Task data:
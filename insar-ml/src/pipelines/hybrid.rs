//! Assignment followed by clustering within each building
//!
//! Points are matched to buildings in memory, grouped by building and each
//! group is clustered on its own. Labels are namespaced by building id so
//! cluster numbers from different buildings never collide.

use insar_common::geo::{BBox, Utm};
use insar_common::{BuildingSource, Result};
use serde_json::json;
use std::collections::BTreeMap;
use tracing::info;

use super::assignment::{BuildingMatcher, Match};
use super::clustering::{cluster_labels, point_features, Features};
use super::dbscan::{cluster_count, NOISE};
use super::{load_points, Dataset};
use crate::models::{HybridParams, Metrics, PointResult, ResultMethod};

/// Label of points no building claimed
pub const UNASSIGNED_LABEL: &str = "unassigned";

/// `"<buildingId>:cluster_<n>"` or `"<buildingId>:noise"`
pub fn building_cluster_label(building_id: &str, label: i64) -> String {
    if label == NOISE {
        format!("{building_id}:noise")
    } else {
        format!("{building_id}:cluster_{label}")
    }
}

/// Validated inputs of a hybrid run
#[derive(Debug, Clone, PartialEq)]
pub struct HybridConfig {
    pub bbox: BBox,
    pub track: Option<i64>,
    pub source: BuildingSource,
    pub params: HybridParams,
}

impl HybridConfig {
    pub async fn run(&self, dataset: &Dataset<'_>) -> Result<Metrics> {
        let points = load_points(dataset, &self.bbox, self.track).await?;
        let buildings = dataset.buildings.query(self.source).await?;
        let matcher = BuildingMatcher::new(&buildings, self.params.assignment);
        let utm = Utm::for_location(self.bbox.center());
        let clustering = self.params.clustering();

        // Building index → (point index, match); BTreeMap keeps output order stable
        let mut by_building: BTreeMap<usize, Vec<(usize, Match)>> = BTreeMap::new();
        let mut unassigned = Vec::new();
        for (idx, point) in points.iter().enumerate() {
            match matcher.match_point(point.location, point.incidence_angle) {
                Some(m) => by_building.entry(m.building).or_default().push((idx, m)),
                None => unassigned.push(idx),
            }
        }

        let mut results = Vec::with_capacity(points.len());
        let mut cluster_total = 0usize;
        let mut assigned_points = 0usize;

        for (building_idx, members) in &by_building {
            let key = &matcher.building(*building_idx).key;
            let features: Vec<Features> = members
                .iter()
                .map(|(idx, _)| point_features(&utm, &points[*idx]))
                .collect();
            let labels = cluster_labels(&features, &clustering);
            cluster_total += cluster_count(&labels);
            assigned_points += members.len();

            for ((idx, m), label) in members.iter().zip(labels) {
                let point = &points[*idx];
                let mut result = PointResult::new(point.code.clone(), point.track);
                result.cluster_id = Some(building_cluster_label(&key.building_id, label));
                result.source = Some(self.source);
                result.building = Some(key.clone());
                result.distance_m = Some(m.distance_m);
                result.method = Some(m.method);
                result.meta = json!({
                    "method": m.method,
                    "buffer_m": m.buffer_m,
                    "stage": "hybrid",
                });
                results.push(result);
            }
        }

        for idx in unassigned {
            let point = &points[idx];
            let mut result = PointResult::new(point.code.clone(), point.track);
            result.cluster_id = Some(UNASSIGNED_LABEL.to_string());
            result.source = Some(self.source);
            result.method = Some(ResultMethod::Unassigned);
            result.meta = json!({ "method": ResultMethod::Unassigned });
            results.push(result);
        }

        if !results.is_empty() {
            dataset.results.insert_results(dataset.run_id, &results).await?;
        }

        info!(
            run_id = %dataset.run_id,
            points = points.len(),
            buildings = by_building.len(),
            assigned_points,
            clusters = cluster_total,
            "Hybrid assignment complete"
        );

        Ok(Metrics::from([
            ("total_points".to_string(), points.len() as f64),
            ("assigned_points".to_string(), assigned_points as f64),
            ("clusters".to_string(), cluster_total as f64),
        ]))
    }
}

#[cfg(test)]
mod tests {
    use super::*;

    #[test]
    fn test_labels_are_namespaced_by_building() {
        assert_eq!(building_cluster_label("b17", 0), "b17:cluster_0");
        assert_eq!(building_cluster_label("b17", NOISE), "b17:noise");
    }
}
//! Run record persistence
//!
//! Status changes are compare-and-set updates keyed on the expected current
//! status, so two executors can never both move a run forward.

use chrono::{DateTime, SecondsFormat, Utc};
use insar_common::geo::BBox;
use insar_common::{BuildingSource, Error, Result};
use serde_json::{Map, Value};
use sqlx::sqlite::SqliteRow;
use sqlx::{Row, SqlitePool};
use uuid::Uuid;

use crate::models::{Run, RunStatus};
use crate::utils::{retry_on_lock, DEFAULT_MAX_LOCK_WAIT_MS};

/// Default page size for [`list_runs`]
pub const DEFAULT_LIST_LIMIT: i64 = 50;

/// RFC 3339 UTC text with fixed precision; sorts chronologically as text
pub fn format_timestamp(ts: DateTime<Utc>) -> String {
    ts.to_rfc3339_opts(SecondsFormat::Micros, true)
}

fn parse_timestamp(column: &str, text: &str) -> Result<DateTime<Utc>> {
    DateTime::parse_from_rfc3339(text)
        .map(|dt| dt.with_timezone(&Utc))
        .map_err(|e| Error::Internal(format!("Failed to parse {column}: {e}")))
}

fn parse_optional_timestamp(column: &str, text: Option<String>) -> Result<Option<DateTime<Utc>>> {
    text.map(|s| parse_timestamp(column, &s)).transpose()
}

/// Insert a new run record
pub async fn insert_run(pool: &SqlitePool, run: &Run) -> Result<()> {
    let bbox = run.bbox.map(|b| serde_json::to_string(&b)).transpose()?;
    let params = serde_json::to_string(&run.params)?;

    sqlx::query(
        r#"
        INSERT INTO ml_runs (
            run_id, pipeline, pipeline_version, run_type, status, source, track,
            bbox, params, created_at, started_at, finished_at, error, tracking_run_id
        ) VALUES (?, ?, ?, ?, ?, ?, ?, ?, ?, ?, ?, ?, ?, ?)
        "#,
    )
    .bind(run.run_id.to_string())
    .bind(&run.pipeline)
    .bind(&run.pipeline_version)
    .bind(&run.run_type)
    .bind(run.status.as_str())
    .bind(run.source.map(|s| s.as_str()))
    .bind(run.track)
    .bind(bbox)
    .bind(params)
    .bind(format_timestamp(run.created_at))
    .bind(run.started_at.map(format_timestamp))
    .bind(run.finished_at.map(format_timestamp))
    .bind(&run.error)
    .bind(&run.tracking_run_id)
    .execute(pool)
    .await?;

    Ok(())
}

fn run_from_row(row: &SqliteRow) -> Result<Run> {
    let run_id: String = row.get("run_id");
    let run_id = Uuid::parse_str(&run_id)
        .map_err(|e| Error::Internal(format!("Failed to parse run_id '{run_id}': {e}")))?;

    let status: String = row.get("status");
    let source: Option<String> = row.get("source");
    let bbox: Option<String> = row.get("bbox");
    let params: String = row.get("params");
    let created_at: String = row.get("created_at");

    let params: Map<String, Value> = match serde_json::from_str(&params)? {
        Value::Object(map) => map,
        _ => Map::new(),
    };

    Ok(Run {
        run_id,
        pipeline: row.get("pipeline"),
        pipeline_version: row.get("pipeline_version"),
        run_type: row.get("run_type"),
        status: status.parse()?,
        source: source.map(|s| s.parse::<BuildingSource>()).transpose()?,
        track: row.get("track"),
        bbox: bbox.map(|b| serde_json::from_str::<BBox>(&b)).transpose()?,
        params,
        created_at: parse_timestamp("created_at", &created_at)?,
        started_at: parse_optional_timestamp("started_at", row.get("started_at"))?,
        finished_at: parse_optional_timestamp("finished_at", row.get("finished_at"))?,
        error: row.get("error"),
        tracking_run_id: row.get("tracking_run_id"),
    })
}

/// Load one run
pub async fn load_run(pool: &SqlitePool, run_id: Uuid) -> Result<Option<Run>> {
    let row = sqlx::query("SELECT * FROM ml_runs WHERE run_id = ?")
        .bind(run_id.to_string())
        .fetch_optional(pool)
        .await?;

    row.as_ref().map(run_from_row).transpose()
}

/// Runs newest first
pub async fn list_runs(pool: &SqlitePool, limit: i64) -> Result<Vec<Run>> {
    let rows = sqlx::query("SELECT * FROM ml_runs ORDER BY created_at DESC, rowid DESC LIMIT ?")
        .bind(limit.max(0))
        .fetch_all(pool)
        .await?;

    rows.iter().map(run_from_row).collect()
}

/// Move a run from `from` to `to`
///
/// Sets `started_at` when entering `running` and `finished_at` when entering a
/// terminal state. `error` is only written if the column is still NULL.
/// Returns `false` when the run was not in `from` (someone else moved it).
pub async fn transition_status(
    pool: &SqlitePool,
    run_id: Uuid,
    from: RunStatus,
    to: RunStatus,
    error: Option<&str>,
) -> Result<bool> {
    from.transition_to(to)?;

    let now = format_timestamp(Utc::now());
    let started_at = (to == RunStatus::Running).then(|| now.clone());
    let finished_at = to.is_terminal().then(|| now.clone());
    let run_id = run_id.to_string();

    let rows = retry_on_lock("transition_status", DEFAULT_MAX_LOCK_WAIT_MS, || async {
        let result = sqlx::query(
            r#"
            UPDATE ml_runs SET
                status = ?,
                started_at = COALESCE(?, started_at),
                finished_at = COALESCE(?, finished_at),
                error = COALESCE(error, ?)
            WHERE run_id = ? AND status = ?
            "#,
        )
        .bind(to.as_str())
        .bind(&started_at)
        .bind(&finished_at)
        .bind(error)
        .bind(&run_id)
        .bind(from.as_str())
        .execute(pool)
        .await?;
        Ok::<u64, Error>(result.rows_affected())
    })
    .await?;

    Ok(rows == 1)
}

/// Record the external tracker's run id
pub async fn set_tracking_run_id(pool: &SqlitePool, run_id: Uuid, tracking_run_id: &str) -> Result<()> {
    sqlx::query("UPDATE ml_runs SET tracking_run_id = ? WHERE run_id = ?")
        .bind(tracking_run_id)
        .bind(run_id.to_string())
        .execute(pool)
        .await?;
    Ok(())
}

/// Delete a run together with its results, metrics and colors
///
/// Returns `false` when no run row existed.
pub async fn delete_run_cascade(pool: &SqlitePool, run_id: Uuid) -> Result<bool> {
    let run_id = run_id.to_string();
    let mut tx = pool.begin().await?;

    for table in ["ml_point_results", "ml_run_metrics", "ml_building_colors"] {
        sqlx::query(&format!("DELETE FROM {table} WHERE run_id = ?"))
            .bind(&run_id)
            .execute(&mut *tx)
            .await?;
    }
    let deleted = sqlx::query("DELETE FROM ml_runs WHERE run_id = ?")
        .bind(&run_id)
        .execute(&mut *tx)
        .await?
        .rows_affected();

    tx.commit().await?;
    Ok(deleted == 1)
}
//! Typed pipeline parameters
//!
//! Callers send a loose JSON object. It is shallow-merged over the pipeline's
//! defaults (caller wins), then parsed into one of the structs below and
//! bounds-checked.

use insar_common::{Error, Result};
use serde::de::DeserializeOwned;
use serde::{Deserialize, Serialize};
use serde_json::{Map, Value};
use tracing::warn;

/// Spatial point-to-building assignment parameters
#[derive(Debug, Clone, Copy, PartialEq, Serialize, Deserialize)]
pub struct AssignmentParams {
    /// Search radius for the "nearest" fallback (metres)
    pub max_distance_m: f64,
    /// Scale applied to height × tan(incidence)
    pub buffer_multiplier: f64,
    /// Lower bound of the per-building buffer (metres)
    pub min_buffer_m: f64,
    /// Height used for buildings without one (metres)
    pub default_height_m: f64,
}

impl Default for AssignmentParams {
    fn default() -> Self {
        Self {
            max_distance_m: 30.0,
            buffer_multiplier: 1.0,
            min_buffer_m: 3.0,
            default_height_m: 12.0,
        }
    }
}

impl AssignmentParams {
    pub fn validate(&self) -> Result<()> {
        non_negative("max_distance_m", self.max_distance_m)?;
        non_negative("buffer_multiplier", self.buffer_multiplier)?;
        non_negative("min_buffer_m", self.min_buffer_m)?;
        non_negative("default_height_m", self.default_height_m)?;
        Ok(())
    }
}

/// DBSCAN parameters over standardized features
#[derive(Debug, Clone, Copy, PartialEq, Serialize, Deserialize)]
pub struct ClusteringParams {
    pub eps: f64,
    pub min_samples: usize,
}

impl Default for ClusteringParams {
    fn default() -> Self {
        Self {
            eps: 0.9,
            min_samples: 8,
        }
    }
}

impl ClusteringParams {
    pub fn validate(&self) -> Result<()> {
        validate_dbscan(self.eps, self.min_samples)
    }
}

/// Assignment followed by per-building clustering
#[derive(Debug, Clone, Copy, PartialEq, Serialize, Deserialize)]
pub struct HybridParams {
    #[serde(flatten)]
    pub assignment: AssignmentParams,
    pub eps: f64,
    pub min_samples: usize,
}

impl Default for HybridParams {
    fn default() -> Self {
        Self {
            assignment: AssignmentParams::default(),
            eps: 0.9,
            min_samples: 6,
        }
    }
}

impl HybridParams {
    pub fn validate(&self) -> Result<()> {
        self.assignment.validate()?;
        validate_dbscan(self.eps, self.min_samples)
    }

    pub fn clustering(&self) -> ClusteringParams {
        ClusteringParams {
            eps: self.eps,
            min_samples: self.min_samples,
        }
    }
}

fn non_negative(name: &str, value: f64) -> Result<()> {
    if value.is_finite() && value >= 0.0 {
        Ok(())
    } else {
        Err(Error::validation(format!(
            "{name} must be a finite number >= 0, got {value}"
        )))
    }
}

fn validate_dbscan(eps: f64, min_samples: usize) -> Result<()> {
    if !(eps.is_finite() && eps > 0.0) {
        return Err(Error::validation(format!("eps must be > 0, got {eps}")));
    }
    if min_samples < 1 {
        return Err(Error::validation("min_samples must be >= 1"));
    }
    Ok(())
}

/// Serialize typed defaults into a JSON object
pub fn params_to_map<T: Serialize>(params: &T) -> Result<Map<String, Value>> {
    match serde_json::to_value(params)? {
        Value::Object(map) => Ok(map),
        other => Err(Error::Internal(format!(
            "parameters serialized to {other}, expected an object"
        ))),
    }
}

/// Shallow-merge `overrides` over `T::default()` and parse the result
///
/// Keys the pipeline does not know are dropped with a warning. Returns the typed
/// parameters and the effective JSON map that is stored on the run.
pub fn merge_params<T>(overrides: &Map<String, Value>) -> Result<(T, Map<String, Value>)>
where
    T: Default + Serialize + DeserializeOwned,
{
    let mut merged = params_to_map(&T::default())?;
    for (key, value) in overrides {
        if merged.contains_key(key) {
            merged.insert(key.clone(), value.clone());
        } else {
            warn!(param = %key, "Ignoring unknown pipeline parameter");
        }
    }

    let typed: T = serde_json::from_value(Value::Object(merged.clone()))
        .map_err(|e| Error::validation(format!("invalid params: {e}")))?;
    Ok((typed, merged))
}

Instructions to follow: Find every line in the records that has the string "Failed", then state how many there are and nothing else.

Task solution: 2